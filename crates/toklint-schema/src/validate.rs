//! # Token-List Validation
//!
//! Validates a parsed token-list document against the Token Entry
//! schema. The schema is static: a fixed field table with one explicit
//! validator per field, plus strict unknown-key rejection.
//!
//! Violations within one document are aggregated — CI output should
//! name every broken field of a file in one run — but the document as a
//! whole is pass/fail.

use std::fmt;
use std::path::Path;

use serde_json::{Map, Value};
use thiserror::Error;

use crate::address::is_address;
use crate::logo::is_logo_uri;

/// The complete set of permitted Token Entry keys. Anything else is an
/// unexpected field.
const FIELDS: [&str; 6] = [
    "name", "symbol", "address", "logoURI", "decimals", "chainId",
];

/// Upper bound for `decimals` (2^8).
const MAX_DECIMALS: i64 = 256;

/// Error during token-list validation.
#[derive(Error, Debug)]
pub enum TokenSchemaError {
    /// The document did not conform to the Token Entry schema.
    #[error("validation error in '{path}':\n{violations}")]
    ValidationFailed {
        /// Path of the file that was validated.
        path: String,
        /// Structured list of individual violations.
        violations: Violations,
    },

    /// The document could not be read or parsed as JSON.
    #[error("document load error for '{path}': {reason}")]
    DocumentLoad {
        /// Path of the file that failed to load.
        path: String,
        /// Reason the document could not be loaded.
        reason: String,
    },
}

/// A single field-level violation with structured context.
#[derive(Debug, Clone, PartialEq, Eq)]
pub struct Violation {
    /// JSON Pointer path to the violating value in the document.
    pub instance_path: String,
    /// Human-readable description: what was expected, what was found.
    pub message: String,
}

impl fmt::Display for Violation {
    fn fmt(&self, f: &mut fmt::Formatter<'_>) -> fmt::Result {
        if self.instance_path.is_empty() {
            write!(f, "  (root): {}", self.message)
        } else {
            write!(f, "  {}: {}", self.instance_path, self.message)
        }
    }
}

/// Collection of violations found in one document.
#[derive(Debug, Clone, PartialEq, Eq)]
pub struct Violations {
    violations: Vec<Violation>,
}

impl Violations {
    /// Returns the number of violations.
    pub fn len(&self) -> usize {
        self.violations.len()
    }

    /// Returns true if there are no violations.
    pub fn is_empty(&self) -> bool {
        self.violations.is_empty()
    }

    /// Returns a slice of all violations.
    pub fn violations(&self) -> &[Violation] {
        &self.violations
    }

    /// Consumes self and returns the inner Vec.
    pub fn into_inner(self) -> Vec<Violation> {
        self.violations
    }
}

impl fmt::Display for Violations {
    fn fmt(&self, f: &mut fmt::Formatter<'_>) -> fmt::Result {
        for (i, v) in self.violations.iter().enumerate() {
            if i > 0 {
                writeln!(f)?;
            }
            write!(f, "{v}")?;
        }
        Ok(())
    }
}

/// Validate a parsed token-list document: a JSON array in which every
/// element satisfies the full Token Entry schema.
///
/// # Errors
///
/// Returns the aggregated [`Violations`] when the document is invalid.
pub fn validate_token_list(doc: &Value) -> Result<(), Violations> {
    let mut violations = Vec::new();

    match doc.as_array() {
        Some(entries) => {
            for (index, entry) in entries.iter().enumerate() {
                validate_entry(index, entry, &mut violations);
            }
        }
        None => violations.push(Violation {
            instance_path: String::new(),
            message: format!(
                "expected an array of token entries, got {}",
                json_type(doc)
            ),
        }),
    }

    if violations.is_empty() {
        Ok(())
    } else {
        Err(Violations { violations })
    }
}

/// Read and parse `path`, then validate its contents as a token list.
///
/// # Errors
///
/// Returns [`TokenSchemaError::DocumentLoad`] when the file cannot be
/// read or is not syntactically valid JSON, and
/// [`TokenSchemaError::ValidationFailed`] when it parses but does not
/// conform to the schema.
pub fn validate_file(path: &Path) -> Result<(), TokenSchemaError> {
    let content =
        std::fs::read_to_string(path).map_err(|e| TokenSchemaError::DocumentLoad {
            path: path.display().to_string(),
            reason: format!("cannot read file: {e}"),
        })?;
    let doc: Value =
        serde_json::from_str(&content).map_err(|e| TokenSchemaError::DocumentLoad {
            path: path.display().to_string(),
            reason: format!("invalid JSON: {e}"),
        })?;

    validate_token_list(&doc).map_err(|violations| TokenSchemaError::ValidationFailed {
        path: path.display().to_string(),
        violations,
    })
}

fn validate_entry(index: usize, entry: &Value, out: &mut Vec<Violation>) {
    let Some(object) = entry.as_object() else {
        out.push(Violation {
            instance_path: format!("/{index}"),
            message: format!("expected a token entry object, got {}", json_type(entry)),
        });
        return;
    };

    check_unknown_keys(index, object, out);
    check_non_empty_string(index, object, "name", out);
    check_non_empty_string(index, object, "symbol", out);
    check_address(index, object, out);
    check_logo_uri(index, object, out);
    check_decimals(index, object, out);
    check_chain_id(index, object, out);
}

fn check_unknown_keys(index: usize, object: &Map<String, Value>, out: &mut Vec<Violation>) {
    for key in object.keys() {
        if !FIELDS.contains(&key.as_str()) {
            out.push(Violation {
                instance_path: format!("/{index}/{key}"),
                message: format!("unexpected field '{key}'"),
            });
        }
    }
}

fn check_non_empty_string(
    index: usize,
    object: &Map<String, Value>,
    field: &str,
    out: &mut Vec<Violation>,
) {
    match object.get(field) {
        None => out.push(missing(index, field)),
        Some(Value::String(s)) if !s.is_empty() => {}
        Some(Value::String(_)) => out.push(Violation {
            instance_path: format!("/{index}/{field}"),
            message: format!("expected a non-empty string for '{field}'"),
        }),
        Some(other) => out.push(wrong_type(index, field, "a string", other)),
    }
}

fn check_address(index: usize, object: &Map<String, Value>, out: &mut Vec<Violation>) {
    match object.get("address") {
        None => out.push(missing(index, "address")),
        Some(Value::String(s)) if is_address(s) => {}
        Some(Value::String(s)) => out.push(Violation {
            instance_path: format!("/{index}/address"),
            message: format!("expected an Ethereum address, got \"{s}\""),
        }),
        Some(other) => out.push(wrong_type(index, "address", "a string", other)),
    }
}

fn check_logo_uri(index: usize, object: &Map<String, Value>, out: &mut Vec<Violation>) {
    match object.get("logoURI") {
        None => out.push(missing(index, "logoURI")),
        Some(Value::String(s)) if is_logo_uri(s) => {}
        Some(Value::String(s)) => out.push(Violation {
            instance_path: format!("/{index}/logoURI"),
            message: format!("expected a URL or base64 payload, got \"{s}\""),
        }),
        Some(other) => out.push(wrong_type(index, "logoURI", "a string", other)),
    }
}

fn check_decimals(index: usize, object: &Map<String, Value>, out: &mut Vec<Violation>) {
    match object.get("decimals") {
        None => out.push(missing(index, "decimals")),
        Some(value) => match value.as_i64() {
            Some(n) if (0..=MAX_DECIMALS).contains(&n) => {}
            Some(n) => out.push(Violation {
                instance_path: format!("/{index}/decimals"),
                message: format!("expected an integer in 0..={MAX_DECIMALS}, got {n}"),
            }),
            None => out.push(wrong_type(index, "decimals", "an integer", value)),
        },
    }
}

fn check_chain_id(index: usize, object: &Map<String, Value>, out: &mut Vec<Violation>) {
    match object.get("chainId") {
        None => out.push(missing(index, "chainId")),
        Some(value) => {
            if value.as_i64().is_none() {
                out.push(wrong_type(index, "chainId", "an integer", value));
            }
        }
    }
}

fn missing(index: usize, field: &str) -> Violation {
    Violation {
        instance_path: format!("/{index}/{field}"),
        message: format!("missing required field '{field}'"),
    }
}

fn wrong_type(index: usize, field: &str, expected: &str, actual: &Value) -> Violation {
    Violation {
        instance_path: format!("/{index}/{field}"),
        message: format!("expected {expected} for '{field}', got {}", json_type(actual)),
    }
}

fn json_type(value: &Value) -> &'static str {
    match value {
        Value::Null => "null",
        Value::Bool(_) => "a boolean",
        Value::Number(_) => "a number",
        Value::String(_) => "a string",
        Value::Array(_) => "an array",
        Value::Object(_) => "an object",
    }
}

#[cfg(test)]
mod tests {
    use super::*;
    use serde_json::json;

    fn valid_entry() -> Value {
        json!({
            "name": "Token",
            "symbol": "TKN",
            "address": "0x000000000000000000000000000000000000dEaD",
            "logoURI": "https://example.com/a.png",
            "decimals": 18,
            "chainId": 1
        })
    }

    #[test]
    fn valid_list_passes() {
        let doc = json!([valid_entry()]);
        assert!(validate_token_list(&doc).is_ok());
    }

    #[test]
    fn empty_list_passes() {
        assert!(validate_token_list(&json!([])).is_ok());
    }

    #[test]
    fn non_array_document_is_rejected() {
        let err = validate_token_list(&json!({"name": "Token"})).unwrap_err();
        assert_eq!(err.len(), 1);
        assert_eq!(err.violations()[0].instance_path, "");
    }

    #[test]
    fn invalid_address_names_the_field() {
        let mut entry = valid_entry();
        entry["address"] = json!("not-an-address");
        let err = validate_token_list(&json!([entry])).unwrap_err();
        assert_eq!(err.len(), 1);
        assert_eq!(err.violations()[0].instance_path, "/0/address");
    }

    #[test]
    fn decimals_out_of_range() {
        let mut entry = valid_entry();
        entry["decimals"] = json!(300);
        let err = validate_token_list(&json!([entry])).unwrap_err();
        assert_eq!(err.violations()[0].instance_path, "/0/decimals");
    }

    #[test]
    fn negative_decimals_rejected() {
        let mut entry = valid_entry();
        entry["decimals"] = json!(-1);
        assert!(validate_token_list(&json!([entry])).is_err());
    }

    #[test]
    fn fractional_decimals_rejected() {
        let mut entry = valid_entry();
        entry["decimals"] = json!(1.5);
        let err = validate_token_list(&json!([entry])).unwrap_err();
        assert!(err.violations()[0].message.contains("expected an integer"));
    }

    #[test]
    fn extra_field_rejected() {
        let mut entry = valid_entry();
        entry["foo"] = json!("bar");
        let err = validate_token_list(&json!([entry])).unwrap_err();
        assert_eq!(err.violations()[0].instance_path, "/0/foo");
        assert!(err.violations()[0].message.contains("unexpected field"));
    }

    #[test]
    fn missing_field_reported() {
        let mut entry = valid_entry();
        entry.as_object_mut().unwrap().remove("symbol");
        let err = validate_token_list(&json!([entry])).unwrap_err();
        assert_eq!(err.violations()[0].instance_path, "/0/symbol");
        assert!(err.violations()[0].message.contains("missing"));
    }

    #[test]
    fn empty_name_rejected() {
        let mut entry = valid_entry();
        entry["name"] = json!("");
        assert!(validate_token_list(&json!([entry])).is_err());
    }

    #[test]
    fn logo_uri_union_accepts_base64_rejects_plain_text() {
        let mut base64_entry = valid_entry();
        base64_entry["logoURI"] = json!("aGVsbG8gd29ybGQ=");
        assert!(validate_token_list(&json!([base64_entry])).is_ok());

        let mut plain_entry = valid_entry();
        plain_entry["logoURI"] = json!("definitely not a logo!");
        let err = validate_token_list(&json!([plain_entry])).unwrap_err();
        assert_eq!(err.violations()[0].instance_path, "/0/logoURI");
    }

    #[test]
    fn chain_id_must_be_integer() {
        let mut entry = valid_entry();
        entry["chainId"] = json!("1");
        let err = validate_token_list(&json!([entry])).unwrap_err();
        assert_eq!(err.violations()[0].instance_path, "/0/chainId");
    }

    #[test]
    fn non_object_entry_rejected() {
        let err = validate_token_list(&json!([42])).unwrap_err();
        assert_eq!(err.violations()[0].instance_path, "/0");
    }

    #[test]
    fn all_violations_of_one_entry_are_aggregated() {
        let doc = json!([{
            "name": "",
            "symbol": "TKN",
            "address": "bogus",
            "logoURI": "https://example.com/a.png",
            "decimals": 999,
            "chainId": 1,
            "foo": "bar"
        }]);
        let err = validate_token_list(&doc).unwrap_err();
        assert_eq!(err.len(), 4);
    }

    #[test]
    fn each_entry_is_validated_independently() {
        let mut bad = valid_entry();
        bad["address"] = json!("nope");
        let doc = json!([valid_entry(), bad]);
        let err = validate_token_list(&doc).unwrap_err();
        assert_eq!(err.violations()[0].instance_path, "/1/address");
    }

    #[test]
    fn validate_file_reports_parse_errors() {
        let dir = tempfile::tempdir().unwrap();
        let path = dir.path().join("index.json");
        std::fs::write(&path, "{ not json").unwrap();
        let err = validate_file(&path).unwrap_err();
        assert!(matches!(err, TokenSchemaError::DocumentLoad { .. }));
    }

    #[test]
    fn validate_file_accepts_valid_document() {
        let dir = tempfile::tempdir().unwrap();
        let path = dir.path().join("index.json");
        std::fs::write(&path, json!([valid_entry()]).to_string()).unwrap();
        assert!(validate_file(&path).is_ok());
    }
}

● ● ●

Brief:
Report each line of the entries where the word "that" occurs.

Answer to the exercise:
        /// Path of the file that was validated.
        /// Path of the file that failed to load.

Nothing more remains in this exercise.